The mathematical result is clear: you cannot deduce human preferences merely by observing human behaviour (even with simplicity priors).

Yet many people instinctively reject this result; even I found it initially counter-intuitive. And you can make a very strong argument that it’s wrong. It would go something like this:

“I, a human $H$ , can estimate what human $K$ wants, just by observing their behaviour. And these estimations have evidence behind them: $K$ will often agree that I’ve got their values right, and I can use this estimation to predict $K$ ’s behaviour. Therefore, it seems I’ve done the impossible: go from behaviour to preferences.”

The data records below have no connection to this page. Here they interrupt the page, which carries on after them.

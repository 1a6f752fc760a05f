//! 宿主类型绑定
//!
//! 翻译器通过 [`HostTypeProvider`] 查询宿主运行时的类型与成员，
//! 提供者由调用方注入。

mod registry;

pub use registry::{HostRegistry, HostTypeDef};

use crate::types::{Primitive, Type};
use serde::Serialize;

/// 宿主类型种类
#[derive(Debug, Clone, Copy, PartialEq, Eq, Serialize)]
pub enum TypeKind {
    Class,
    /// 只含静态成员
    StaticClass,
    Struct,
    Enum { underlying: Primitive },
}

impl TypeKind {
    pub fn is_value_type(&self) -> bool {
        matches!(self, TypeKind::Struct | TypeKind::Enum { .. })
    }
}

#[derive(Debug, Clone, PartialEq, Serialize)]
pub struct FieldInfo {
    pub name: String,
    pub field_type: Type,
    pub is_static: bool,
}

#[derive(Debug, Clone, PartialEq, Serialize)]
pub struct PropertyInfo {
    pub name: String,
    pub property_type: Type,
    pub is_static: bool,
    pub has_getter: bool,
    pub has_setter: bool,
    pub is_virtual: bool,
    /// 声明该属性的类型
    pub owner: Type,
}

#[derive(Debug, Clone, PartialEq, Serialize)]
pub struct MethodInfo {
    pub name: String,
    /// 参数类型，宿主泛型方法的类型参数以 `Type::MethodParam` 表示
    pub params: Vec<Type>,
    pub return_type: Type,
    /// 泛型方法的类型参数个数，非泛型为 0
    pub generic_arity: usize,
    pub is_static: bool,
    pub is_virtual: bool,
    /// 声明该方法的类型（继承来的方法为基类）
    pub owner: Type,
}

impl MethodInfo {
    pub fn is_generic(&self) -> bool {
        self.generic_arity > 0
    }
}

#[derive(Debug, Clone, PartialEq, Serialize)]
pub struct ConstructorInfo {
    pub params: Vec<Type>,
}

/// 嵌套类型
#[derive(Debug, Clone, PartialEq, Serialize)]
pub struct NestedType {
    pub name: String,
    pub full_name: String,
}

/// 宿主类型的成员视图，所属泛型类型的类型参数已代入
#[derive(Debug, Clone, PartialEq, Serialize)]
pub struct TypeMembers {
    pub name: String,
    pub kind: TypeKind,
    pub fields: Vec<FieldInfo>,
    pub properties: Vec<PropertyInfo>,
    pub methods: Vec<MethodInfo>,
    pub constructors: Vec<ConstructorInfo>,
    pub nested_types: Vec<NestedType>,
    pub enum_values: Vec<(String, i64)>,
}

impl TypeMembers {
    pub fn field(&self, name: &str) -> Option<&FieldInfo> {
        self.fields.iter().find(|f| f.name == name)
    }

    pub fn property(&self, name: &str) -> Option<&PropertyInfo> {
        self.properties.iter().find(|p| p.name == name)
    }

    /// 同名方法（所有重载）
    pub fn methods_named<'a>(&'a self, name: &'a str) -> impl Iterator<Item = &'a MethodInfo> {
        self.methods.iter().filter(move |m| m.name == name)
    }

    pub fn nested(&self, name: &str) -> Option<&NestedType> {
        self.nested_types.iter().find(|n| n.name == name)
    }

    pub fn enum_value(&self, name: &str) -> Option<i64> {
        self.enum_values
            .iter()
            .find(|(member, _)| member == name)
            .map(|(_, value)| *value)
    }
}

/// 宿主类型提供者
pub trait HostTypeProvider {
    /// 基本类型关键字
    fn resolve_primitive(&self, name: &str) -> Option<Type>;

    /// 按名称、泛型参数个数与导入路径查找宿主类型，返回全名
    fn resolve_named(&self, name: &str, arity: usize, imports: &[String]) -> Option<String>;

    /// 类型的成员视图
    fn members_of(&self, ty: &Type) -> Option<TypeMembers>;

    /// 用实参实例化泛型类型定义
    fn instantiate_generic(&self, full_name: &str, args: &[Type]) -> Option<Type>;

    fn is_assignable(&self, from: &Type, to: &Type) -> bool;

    fn is_value_type(&self, ty: &Type) -> bool {
        match ty {
            Type::Primitive(primitive) => primitive.is_value_type(),
            Type::Host { .. } => self
                .members_of(ty)
                .is_some_and(|members| members.kind.is_value_type()),
            _ => false,
        }
    }

    /// 枚举类型的底层类型
    fn enum_underlying(&self, ty: &Type) -> Option<Primitive> {
        match ty {
            Type::Host { .. } => match self.members_of(ty)?.kind {
                TypeKind::Enum { underlying } => Some(underlying),
                _ => None,
            },
            _ => None,
        }
    }
}
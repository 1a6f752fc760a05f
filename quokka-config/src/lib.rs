//! Quokka Config - Pure configuration data structures
//!
//! This crate contains only data structures, no logic or global state.
//! It serves as the shared configuration vocabulary across all Quokka crates.

use serde::Deserialize;

/// Configuration for compiler behavior
#[derive(Debug, Clone, PartialEq, Eq, Deserialize)]
#[serde(default)]
pub struct CompilerConfig {
    /// Whether to record source lines for every emitted instruction
    pub emit_debug_info: bool,
    /// Stop translating once this many semantic diagnostics were collected
    pub max_diagnostics: usize,
    /// Name of the function recorded as the program entry point
    pub entry_point: String,
    /// Clear reference-typed slots with a null store when their scope ends
    pub clear_released_references: bool,
}

/// Configuration for translation limits
#[derive(Debug, Clone, PartialEq, Eq, Deserialize)]
#[serde(default)]
pub struct LimitConfig {
    /// Maximum number of local slots per function
    pub max_locals: usize,
    /// Maximum expression/statement nesting depth accepted by the parser
    pub max_nesting_depth: usize,
}

/// Compilation phase enum for phase-specific configuration
#[derive(Clone, Copy, Debug, PartialEq, Eq, Hash)]
pub enum Phase {
    Lexer,
    Parser,
    Translator,
    Emitter,
}

impl Phase {
    /// All phases in pipeline order
    pub const ALL: [Phase; 4] = [Phase::Lexer, Phase::Parser, Phase::Translator, Phase::Emitter];

    /// Get the string name of the phase
    pub fn as_str(&self) -> &'static str {
        match self {
            Phase::Lexer => "lexer",
            Phase::Parser => "parser",
            Phase::Translator => "translator",
            Phase::Emitter => "emitter",
        }
    }

    /// Get the log target name for this phase
    pub fn target(&self) -> String {
        format!("quokka::{}", self.as_str())
    }
}

impl Default for CompilerConfig {
    fn default() -> Self {
        Self {
            emit_debug_info: true,
            max_diagnostics: 64,
            entry_point: "main".to_string(),
            clear_released_references: true,
        }
    }
}

impl Default for LimitConfig {
    fn default() -> Self {
        Self {
            max_locals: 65_535,
            max_nesting_depth: 256,
        }
    }
}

Evolution and empathy modules

This is how I interpret what’s going on here. Humans (roughly) have empathy modules $E$ which allow them to estimate the preferences of other humans, and prediction modules $P$ which use the outcome of $E$ to predict their behaviour. Since evolution is colossally lazy, these modules don’t vary much from person to person.

So, for $h_{K}$ a history of human $K$ ’s behaviour in typical circumstances, the modules for two humans $H$ and $J$ will give similar answers:

$E_{H} (h_{K}) \approx E_{J} (h_{K})$ .

Moreover, when humans turn their modules to their own behaviour, they get similar result. The human $K$ will have a privileged access to their own deliberations; so define ${ˇ h}_{K}$ as the internal history of $K$ . Thus:

$E_{H} (h_{K}) \approx E_{J} (h_{K}) \approx E_{K} ({ˇ h}_{K})$ .

This idea connects with partial preferences/partial models in the following way: $E_{K} ({ˇ h}_{K})$ gives $K$ access to their own internal models and preferences; so the approximately equal symbols above means that, by observing the behaviour of other humans, we have approximate access to their own internal models.

Then $P$ just takes the results of $E$ to predict future behaviour; since $E$ and $P$ have co-evolved, it’s no surprise that $P$ would have a good predictive record.

So, given $E$ , it is true that a human can estimate the preferences of another human, and, given $P$ , it is true they can use this knowledge to predict behaviour.

The problems

So, what are the problems here? There are three:

$E$ and $P$ only function well in typical situations. If we allow humans to self-modify arbitrarily or create strange other beings (such as AIs themselves, or merged human-AIs), then our empathy and predictions will start to fail^[1].
It needs $E$ and $P$ to be given; but defining these for AIs is very tricky. Time and time again, we’ve found that tasks that are easy for humans to do are not easy for humans to program into AIs.
The empathy and prediction modules are similar, but not identical, from person to person and culture to culture^[2].

So both are correct: my result (without assumption, you cannot go from human behaviour to preferences) and the critique (given these assumptions that humans share, you can go from human behaviour to preferences).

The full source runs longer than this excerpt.